The old internal validity vs. external validity trade-off- "yep, it's because of what we did, but what we did and where we did it may not look a whole lot like what you CAN do and WHERE you'll be doing it." I think you'll find that the research in this area is difficult to do and tricky to interpret. There's a tendency to look at it as a parametric analysis that compares different amounts of what is presumed to be the same types of training (i.e. Masters vs. doctoral). As others have alluded to, it might be more appropriate to look at it as a component analysis (e.g. how do client outcomes change when we add in or drop out the components of doctoral training). Not an easy study to do.
 
I think that the training in science and legal and ethical issues and emphasis on effective supervision and high standards of training provides an edge for psychologists in a lot of aspects of mental health, but that doesn't necessarily transfer to an individual therapist or individual relating to a therapist.
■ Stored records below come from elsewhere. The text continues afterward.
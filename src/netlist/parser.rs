//! Parser for netlist files.

use super::ast::*;
use super::lexer::{parse_value, Lexer, Token, TokenKind};
use crate::error::{Result, TableauError};

/// Parser for netlists.
pub struct Parser<'a> {
    lexer: Lexer<'a>,
    current: Token,
}

impl<'a> Parser<'a> {
    /// Create a new parser with the given lexer.
    pub fn new(mut lexer: Lexer<'a>) -> Result<Self> {
        let current = lexer.next_token()?;
        Ok(Self { lexer, current })
    }

    /// Parse the entire netlist.
    pub fn parse(&mut self) -> Result<NetlistAst> {
        let mut ast = NetlistAst::new();

        while self.current.kind != TokenKind::Eof {
            // Skip empty lines
            if self.current.kind == TokenKind::Newline {
                self.advance()?;
                continue;
            }

            let component = self.parse_component()?;
            ast.components.push(component);

            // Consume newline or EOF
            if self.current.kind == TokenKind::Newline {
                self.advance()?;
            }
        }

        Ok(ast)
    }

    fn advance(&mut self) -> Result<()> {
        self.current = self.lexer.next_token()?;
        Ok(())
    }

    /// Take the next word on the current line, or fail naming what was missing.
    fn expect_word(&mut self, name: &str, line: usize, what: &str) -> Result<Token> {
        if self.current.kind == TokenKind::Word {
            let tok = self.current.clone();
            self.advance()?;
            Ok(tok)
        } else {
            Err(TableauError::invalid_component(
                name,
                line,
                format!("missing {}", what),
            ))
        }
    }

    fn parse_component(&mut self) -> Result<ComponentDef> {
        let name = self.current.text.clone();
        let line = self.current.line;
        self.advance()?;

        let first_char = name.chars().next().unwrap_or('?');
        let component_type = ComponentType::from_prefix(first_char).ok_or_else(|| {
            TableauError::UnknownComponentType {
                component_type: name.clone(),
                line,
            }
        })?;

        let source = self.expect_word(&name, line, "source node")?;
        let source_node = parse_node(&name, &source)?;

        let dest = self.expect_word(&name, line, "destination node")?;
        let dest_node = parse_node(&name, &dest)?;

        let value_tok = self.expect_word(&name, line, "value")?;
        let value = parse_value(&value_tok.text).ok_or_else(|| {
            TableauError::invalid_component(
                &name,
                line,
                format!("invalid value '{}'", value_tok.text),
            )
        })?;

        if self.current.kind == TokenKind::Word {
            return Err(TableauError::parse(
                line,
                format!("unexpected token '{}' after component '{}'", self.current.text, name),
            ));
        }

        Ok(ComponentDef {
            component_type,
            name,
            source_node,
            dest_node,
            value,
            line,
        })
    }
}

/// Parse a node token: a non-negative integer, or `GND` for ground.
fn parse_node(component: &str, tok: &Token) -> Result<usize> {
    if tok.text.eq_ignore_ascii_case("GND") {
        return Ok(0);
    }
    tok.text.parse::<usize>().map_err(|_| {
        TableauError::invalid_component(
            component,
            tok.line,
            format!(
                "node '{}' at column {} is not a non-negative integer",
                tok.text, tok.column
            ),
        )
    })
}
All of the above (excellent) posts explain some of the reasons for this. Those posts are also great examples of the perspective and approach that psychologists use. When I was hiring, I had a clinical team with a mix of degrees and I found this to be best. Social worker, psychologist, MFT, LPC, LAC. Each one brought something different to the team. However, if I could only choose one degree, then I'm going with the psychologist.
 
So do you guys think if someone has severe depression or treatment resistant depression, they should probably see a psychologist? Like I said before psychologist just seem better at getting me to change my thought patterns, while with LCSW (what our school provides) it's just more of a conversation where they try to comfort and offer advice, but does little to actually help me correct my thinking.